Safety and environmental compliance are clearly a priority and remain on track.
What this means for investors – my view
Positives: throughput is rising, operating costs per barrel are sharply lower, and the long-dated processing deal with Ural O&G underpins utilisation and fee income. Liquidity at US$147.3 million of unrestricted cash gives the company room to execute its near-term programme and maintain flexibility.
Watch-outs: revenue and EBITDA are down year-on-year due to oil prices and natural decline at Chinarevskoye. Net debt has increased to US$501.3 million largely from non-cash interest and accounting adjustments, and there was an US$8.3 million delayed coupon flagged. The investment case hinges on maintaining high plant uptime, continuing third party volumes, and delivering Stepnoy Leopard on a disciplined timetable.
Net-net, the operational engine is running well, but the balance sheet still carries weight.

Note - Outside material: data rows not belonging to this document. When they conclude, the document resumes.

//! Human-readable duration strings used in specs and config.

use std::time::Duration;

use crate::error::{CoreError, CoreResult};

/// Parse a duration string like "5s", "500ms", "2m". A bare number is
/// taken as seconds.
pub fn parse_duration(s: &str) -> CoreResult<Duration> {
    let s = s.trim();
    let parsed = if let Some(ms) = s.strip_suffix("ms") {
        ms.parse::<u64>().ok().map(Duration::from_millis)
    } else if let Some(secs) = s.strip_suffix('s') {
        secs.parse::<u64>().ok().map(Duration::from_secs)
    } else if let Some(mins) = s.strip_suffix('m') {
        mins.parse::<u64>()
            .ok()
            .and_then(|m| m.checked_mul(60))
            .map(Duration::from_secs)
    } else {
        s.parse::<u64>().ok().map(Duration::from_secs)
    };
    parsed.ok_or_else(|| CoreError::InvalidDuration(s.to_string()))
}

/// Parse a duration, falling back to `default` on malformed input.
pub(crate) fn duration_or(s: &str, default: Duration) -> Duration {
    parse_duration(s).unwrap_or(default)
}
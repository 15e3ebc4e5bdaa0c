//! Health monitor: one actor per (application version, health check).
//!
//! The monitor owns its health records outright: every mutation happens
//! inside its processing loop, one message at a time. On each tick it
//! refreshes the live task set, purges records of vanished tasks, and
//! spawns one short-lived probe job per running task. Probe jobs report
//! back through the monitor's own mailbox.
//!
//! ```text
//! tick ──► list_live_tasks ──► purge ──► spawn probe job per task
//!                                             │
//! mailbox ◄───────────── ProbeResult ◄────────┘
//!    └─► HealthRecord::apply ──► events / kill / back-off notification
//! ```

use std::collections::{HashMap, HashSet};
use std::fmt;
use std::sync::Arc;
use std::time::Duration;

use chrono::Utc;
use serde::{Deserialize, Serialize};
use tokio::sync::{mpsc, oneshot, watch};
use tokio::task::JoinHandle;
use tokio::time::MissedTickBehavior;
use tracing::{debug, error, info, warn};

use convoy_core::{
    AppId, Event, EventBus, HealthCheckSpec, Task, TaskId, TaskSupervisor, Version,
};

use crate::checker::{HealthRecord, HealthResult};
use crate::probe::Prober;

const MAILBOX_CAPACITY: usize = 256;

/// Identifies one monitor.
#[derive(Debug, Clone, PartialEq, Eq, Hash, PartialOrd, Ord, Serialize, Deserialize)]
pub struct MonitorKey {
    pub app_id: AppId,
    pub version: Version,
    pub check_index: usize,
}

impl fmt::Display for MonitorKey {
    fn fmt(&self, f: &mut fmt::Formatter<'_>) -> fmt::Result {
        write!(f, "{}@{}#{}", self.app_id, self.version, self.check_index)
    }
}

enum Command {
    ProbeResult {
        task_id: TaskId,
        result: HealthResult,
    },
    Query {
        task_id: TaskId,
        reply: oneshot::Sender<Option<HealthRecord>>,
    },
    Snapshot {
        reply: oneshot::Sender<Vec<HealthRecord>>,
    },
}

/// Collaborators shared by every monitor.
#[derive(Clone)]
pub struct MonitorContext {
    pub supervisor: Arc<dyn TaskSupervisor>,
    pub prober: Arc<dyn Prober>,
    pub events: EventBus,
    /// Bound on task listing and kill calls.
    pub collaborator_timeout: Duration,
}

/// Owning handle to a running monitor. Dropping it stops the monitor.
pub struct MonitorHandle {
    key: MonitorKey,
    client: MonitorClient,
    shutdown_tx: watch::Sender<bool>,
    handle: JoinHandle<()>,
}

/// Cloneable query side of a monitor.
#[derive(Clone)]
pub struct MonitorClient {
    tx: mpsc::Sender<Command>,
}

impl MonitorHandle {
    /// Spawn the monitor task. Its timer lives exactly as long as the handle.
    pub fn spawn(key: MonitorKey, check: HealthCheckSpec, ctx: MonitorContext) -> Self {
        let (tx, rx) = mpsc::channel(MAILBOX_CAPACITY);
        let (shutdown_tx, shutdown_rx) = watch::channel(false);

        let monitor = HealthMonitor {
            key: key.clone(),
            check,
            ctx,
            mailbox: tx.clone(),
            live: HashMap::new(),
            records: HashMap::new(),
            kill_requested: HashSet::new(),
        };
        let handle = tokio::spawn(monitor.run(rx, shutdown_rx));

        info!(monitor = %key, "health monitor started");
        Self {
            key,
            client: MonitorClient { tx },
            shutdown_tx,
            handle,
        }
    }

    pub fn key(&self) -> &MonitorKey {
        &self.key
    }

    pub fn client(&self) -> MonitorClient {
        self.client.clone()
    }
}

impl Drop for MonitorHandle {
    fn drop(&mut self) {
        let _ = self.shutdown_tx.send(true);
        self.handle.abort();
        debug!(monitor = %self.key, "health monitor stopped");
    }
}

impl MonitorClient {
    /// Current record for a task, or `None` if the task is untracked or the
    /// monitor has stopped.
    pub async fn query(&self, task_id: &TaskId) -> Option<HealthRecord> {
        let (reply, rx) = oneshot::channel();
        self.tx
            .send(Command::Query {
                task_id: task_id.clone(),
                reply,
            })
            .await
            .ok()?;
        rx.await.ok().flatten()
    }

    /// All records currently held by the monitor.
    pub async fn snapshot(&self) -> Vec<HealthRecord> {
        let (reply, rx) = oneshot::channel();
        if self.tx.send(Command::Snapshot { reply }).await.is_err() {
            return Vec::new();
        }
        rx.await.unwrap_or_default()
    }
}

struct HealthMonitor {
    key: MonitorKey,
    check: HealthCheckSpec,
    ctx: MonitorContext,
    /// Sender side of our own mailbox, handed to probe jobs.
    mailbox: mpsc::Sender<Command>,
    /// Live tasks of this version as of the last successful listing.
    live: HashMap<TaskId, Task>,
    records: HashMap<TaskId, HealthRecord>,
    /// Tasks already killed for failing this check.
    kill_requested: HashSet<TaskId>,
}

impl HealthMonitor {
    async fn run(mut self, mut rx: mpsc::Receiver<Command>, mut shutdown: watch::Receiver<bool>) {
        let mut ticker = tokio::time::interval(self.check.interval());
        ticker.set_missed_tick_behavior(MissedTickBehavior::Delay);

        loop {
            tokio::select! {
                biased;
                _ = shutdown.changed() => {
                    debug!(monitor = %self.key, "health loop shutting down");
                    break;
                }
                Some(command) = rx.recv() => self.handle(command).await,
                _ = ticker.tick() => self.tick().await,
            }
        }
    }

    async fn handle(&mut self, command: Command) {
        match command {
            Command::ProbeResult { task_id, result } => self.on_result(task_id, result).await,
            Command::Query { task_id, reply } => {
                let _ = reply.send(self.records.get(&task_id).cloned());
            }
            Command::Snapshot { reply } => {
                let _ = reply.send(self.records.values().cloned().collect());
            }
        }
    }

    async fn tick(&mut self) {
        let listing = tokio::time::timeout(
            self.ctx.collaborator_timeout,
            self.ctx.supervisor.list_live_tasks(&self.key.app_id),
        )
        .await;
        let tasks = match listing {
            Ok(Ok(tasks)) => tasks,
            Ok(Err(e)) => {
                warn!(monitor = %self.key, error = %e, "listing live tasks failed, retrying next tick");
                return;
            }
            Err(_) => {
                warn!(monitor = %self.key, "listing live tasks timed out, retrying next tick");
                return;
            }
        };

        self.live = tasks
            .into_iter()
            .filter(|task| task.version == self.key.version)
            .map(|task| (task.id.clone(), task))
            .collect();
        self.purge();

        for task in self.live.values().filter(|task| task.is_running()) {
            self.dispatch_probe(task.clone());
        }
    }

    /// Drop state for tasks that are no longer live.
    fn purge(&mut self) {
        let live = &self.live;
        let before = self.records.len();
        self.records.retain(|task_id, _| live.contains_key(task_id));
        self.kill_requested.retain(|task_id| live.contains_key(task_id));
        let purged = before - self.records.len();
        if purged > 0 {
            debug!(monitor = %self.key, purged, "purged health records of vanished tasks");
        }
    }

    fn dispatch_probe(&self, task: Task) {
        let prober = Arc::clone(&self.ctx.prober);
        let check = self.check.clone();
        let mailbox = self.mailbox.clone();

        tokio::spawn(async move {
            let result = tokio::time::timeout(check.timeout(), prober.probe(&task, &check))
                .await
                .unwrap_or_else(|_| HealthResult::unhealthy("probe timed out"));
            // The monitor may be gone; the result is then simply dropped.
            let _ = mailbox
                .send(Command::ProbeResult {
                    task_id: task.id,
                    result,
                })
                .await;
        });
    }

    async fn on_result(&mut self, task_id: TaskId, result: HealthResult) {
        let Some(task) = self.live.get(&task_id) else {
            debug!(monitor = %self.key, %task_id, "discarding result for untracked task");
            return;
        };

        let record = self
            .records
            .entry(task_id.clone())
            .or_insert_with(|| HealthRecord::new(task_id.clone()));
        let was_alive = record.alive;
        let escalation = record.apply(&result, task, &self.check, Utc::now());
        let alive = record.alive;
        let consecutive_failures = record.consecutive_failures;

        if escalation.failed_check {
            self.ctx.events.publish(Event::FailedHealthCheck {
                app_id: self.key.app_id.clone(),
                task_id: task_id.clone(),
                check_index: self.key.check_index,
                consecutive_failures,
            });
        }

        if alive != was_alive {
            debug!(monitor = %self.key, %task_id, alive, "health status changed");
            self.ctx.events.publish(Event::HealthStatusChanged {
                app_id: self.key.app_id.clone(),
                task_id: task_id.clone(),
                version: self.key.version.clone(),
                alive,
            });
        }

        if escalation.kill && self.kill_requested.insert(task_id.clone()) {
            self.kill_unhealthy(&task_id, consecutive_failures).await;
        }
    }

    async fn kill_unhealthy(&mut self, task_id: &TaskId, failures: u32) {
        let timeout = self.ctx.collaborator_timeout;
        let supervisor = &self.ctx.supervisor;

        match tokio::time::timeout(timeout, supervisor.kill_task(task_id)).await {
            Ok(Ok(())) => {}
            Ok(Err(e)) => {
                error!(monitor = %self.key, %task_id, error = %e, "failed to kill unhealthy task");
                self.kill_requested.remove(task_id);
                return;
            }
            Err(_) => {
                error!(monitor = %self.key, %task_id, "killing unhealthy task timed out");
                self.kill_requested.remove(task_id);
                return;
            }
        }

        let notified = tokio::time::timeout(
            timeout,
            supervisor.notify_unhealthy_task_killed(&self.key.app_id, task_id),
        )
        .await;
        if !matches!(notified, Ok(Ok(()))) {
            warn!(monitor = %self.key, %task_id, "back-off notification for killed task failed");
        }

        let reason = format!("{failures} consecutive health check failures");
        info!(monitor = %self.key, %task_id, %reason, "killed unhealthy task");
        self.ctx.events.publish(Event::UnhealthyTaskKilled {
            app_id: self.key.app_id.clone(),
            task_id: task_id.clone(),
            version: self.key.version.clone(),
            reason,
        });
    }
}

I would keep an eye on cash interest outflows, refinancing milestones, and the pace of third party feedstock growth through 2026.
Key numbers at a glance
| Metric | 9M 2025 | 9M 2024 |
|---|---|---|
| Revenue | US$85.5 million | US$101.4 million |
| EBITDA | US$26.8 million | US$34.7 million |
| EBITDA margin | 31.3% | 34.2% |
| Opex per processed barrel | US$4.7 | US$6.5 |
| Average processed volumes | 23,596 boepd | 17,748 boepd |
| Titled production | 16,300 boepd | 13,758 boepd |
| Sales volumes | 14,339 boepd | 11,956 boepd |
| Unrestricted cash (30 Sep 2025) | US$147.3 million | Not disclosed for 2024 period end in this release |
| Restricted cash (30 Sep 2025) | US$26.3 million | Not disclosed for 2024 period end in this release |
| Net debt (30 Sep 2025) | US$501.3 million | US$404.2 million (31 Dec 2024) |
Note: EBITDA is defined as profit or loss before tax, depreciation, depletion and amortisation, share-based compensation, FX, finance costs, interest income, other income and expenses, and one-off items. Net debt equals total notes payable plus accumulated interest less cash and equivalents and DSRA.
Jargon buster
- EBITDA – a proxy for operating profit before non-cash and financing items.
- boepd – barrels of oil equivalent per day, a standardised measure across products.
- Titled production – volumes processed and owned by Nostrum after tolling arrangements.
- SSNs/SUNs – Senior Secured Notes and Senior Unsecured Notes, the company’s debt securities.
- DSRA – debt service retention account, restricted cash set aside for debt service.
- Payment-in-kind (PIK) interest – interest added to the principal rather than paid in cash, increasing debt.
Overall, this is a steady operational performance with improving efficiency and stronger plant utilisation, set against a still-leveraged balance sheet. Execution on Stepnoy Leopard and continued third party processing will be key to the next leg of the story.